Thank God, it was definitely Chapman on the line, and not a cop trying to fake him out.
“It takes more than a shot to the shoulder to kill me.”
“Where the hell are you?”
He glanced around, but didn’t see any signs. He’d been too far out of it on the drive here to take in much of the scenery. He mouthed to Sophia, Where are we?
“We’re about to head east on the highway,” she replied.
“Did you hear that? We’re taking the highway east to look for Lily in the desert. That bastard Rodriguez took Lily and killed Sean, Mason, and Evans.”
“No, sir, not Sean. From what I’ve found out, he was alive but unconscious when the police arrived on the scene. Because they haven’t been able to get a word out of him, they still don’t know how he fits into what happened at the airfield. As far as I’m aware, he’s in the hospital, under police custody.”
“Shit.”
The news of Sean still being alive was both good and bad. While he was happy the other man had survived, he also didn’t want him in the hands of the police. If the right cop came down on him hard, he might just tell him everything he knew, and that would include a whole heap of information about Monster. Even though Monster had trusted these men—and still did—he wouldn’t blame Sean for spilling the beans in return for a shortened sentence. After all, they were essentially just muscle for hire, and he didn’t pay them enough to buy their complete silence.

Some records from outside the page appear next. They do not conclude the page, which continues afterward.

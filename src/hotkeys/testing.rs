//! Test doubles shared by the hotkey test suites.

use std::collections::{HashMap, HashSet};
use std::sync::atomic::{AtomicU32, AtomicUsize, Ordering};

use parking_lot::Mutex;

use super::backend::{BackendError, SystemHotkeyBackend};
use super::dispatch::{KeySynthesizer, ModifierState, ModifierStateSource};
use super::probe::SystemConflictProbe;
use super::types::{Hotkey, Shortcut};

/// In-memory OS backend: combinations in `reserved` are "taken elsewhere".
pub struct MockBackend {
    reserved: Mutex<HashSet<Shortcut>>,
    failures: Mutex<HashMap<Shortcut, String>>,
    active: Mutex<HashMap<u32, Shortcut>>,
    next_id: AtomicU32,
    register_calls: AtomicUsize,
}

impl MockBackend {
    pub fn new() -> Self {
        Self {
            reserved: Mutex::new(HashSet::new()),
            failures: Mutex::new(HashMap::new()),
            active: Mutex::new(HashMap::new()),
            next_id: AtomicU32::new(1),
            register_calls: AtomicUsize::new(0),
        }
    }

    pub fn reserve(&self, shortcut: Shortcut) {
        self.reserved.lock().insert(shortcut);
    }

    pub fn fail_with(&self, shortcut: Shortcut, message: &str) {
        self.failures.lock().insert(shortcut, message.to_string());
    }

    pub fn register_calls(&self) -> usize {
        self.register_calls.load(Ordering::SeqCst)
    }

    pub fn active_registrations(&self) -> Vec<Shortcut> {
        let mut active: Vec<Shortcut> = self.active.lock().values().copied().collect();
        active.sort();
        active
    }
}

impl SystemHotkeyBackend for MockBackend {
    fn register(&self, shortcut: Shortcut) -> Result<u32, BackendError> {
        self.register_calls.fetch_add(1, Ordering::SeqCst);
        if let Some(message) = self.failures.lock().get(&shortcut) {
            return Err(BackendError::Failed(message.clone()));
        }
        let mut active = self.active.lock();
        if self.reserved.lock().contains(&shortcut) || active.values().any(|s| *s == shortcut) {
            return Err(BackendError::AlreadyRegistered(shortcut.to_string()));
        }
        let id = self.next_id.fetch_add(1, Ordering::SeqCst);
        active.insert(id, shortcut);
        Ok(id)
    }

    fn unregister(&self, id: u32) -> Result<(), BackendError> {
        self.active
            .lock()
            .remove(&id)
            .map(|_| ())
            .ok_or(BackendError::UnknownId(id))
    }
}

/// Probe with a fixed set of taken hotkeys; counts calls.
pub struct FixedProbe {
    taken: HashSet<Hotkey>,
    calls: AtomicUsize,
}

impl FixedProbe {
    pub fn new(taken: impl IntoIterator<Item = Hotkey>) -> Self {
        Self {
            taken: taken.into_iter().collect(),
            calls: AtomicUsize::new(0),
        }
    }

    pub fn calls(&self) -> usize {
        self.calls.load(Ordering::SeqCst)
    }
}

impl SystemConflictProbe for FixedProbe {
    fn has_system_conflict(&self, hotkey: &Hotkey) -> bool {
        self.calls.fetch_add(1, Ordering::SeqCst);
        hotkey.is_valid() && self.taken.contains(hotkey)
    }
}

/// Live modifier state controlled by the test.
#[derive(Default)]
pub struct MockModifiers {
    state: Mutex<ModifierState>,
}

impl MockModifiers {
    pub fn set(&self, state: ModifierState) {
        *self.state.lock() = state;
    }
}

impl ModifierStateSource for MockModifiers {
    fn current(&self) -> ModifierState {
        *self.state.lock()
    }
}

/// Records synthesized key-up events.
#[derive(Default)]
pub struct RecordingSynthesizer {
    sent: Mutex<Vec<u8>>,
}

impl RecordingSynthesizer {
    pub fn sent(&self) -> Vec<u8> {
        self.sent.lock().clone()
    }
}

impl KeySynthesizer for RecordingSynthesizer {
    fn send_key_up(&self, vk_code: u8) {
        self.sent.lock().push(vk_code);
    }
}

“Do you think Sean is still unconscious?”
“No idea. I haven’t been able to get near him.”
“Is he at the same hospital you took the women to?” It occurred to him that he should probably ask after their wellbeing as well, but right now he needed to focus on the things that directly affected him.
“No. That hospital was too small. He’s been taken to the Kaiser Permanente Medical Center.”
“Hang on,” Monster said. He turned to Sophia, who was still concentrating on driving, while flicking curious glances over to him every so often. He recounted the conversation briefly and then asked her, “How far away are we?”
“An hour.
Maybe ninety minutes.”
Monster nodded. “We need to get Sean out of there,” he said to Chapman. “Think you can meet us a couple of blocks from the hospital?”
“Us? Who have you got with you?”
“An old friend who is helping. Can you meet us or not?”
“Yeah, of course. I don’t want the cops to have Sean any more than you do. I know him being there is a security risk.”
“Let’s just hope he’s well enough to walk out of the place.”
Monster wasn’t going to say it out loud, but if Sean was still unconscious, or too badly injured to be of any help to them, he might be forced to finish the job Rodriguez started. While he didn’t want to kill one of his men, he also couldn’t risk the fallout if Sean told the police everything he knew.
“Meet me one block east of the hospital in a little over an hour.”
“Got it.”
Monster pressed the end button and dropped the phone back in Sophia’s bag.
“I assume we’re taking a detour?” she asked.
“Yeah. A couple of my men are still alive—or at least I hope one of them is still alive. He’s in the hospital after Rodriguez shot him when he took Lily. Either way, I’d prefer to approach Rodriguez with someone else at my side, no offense. I have a feeling getting Lily back is going to take a bit of firepower.” He didn’t want to leave Lily any longer than he had to, but having extra men at his side would give him an advantage.
She shifted in the seat. “I don’t want there to be a big shootout. I was hoping we could all just sit down and talk about things reasonably.”
He frowned at her. “Reasonably? You have met Rodriguez?”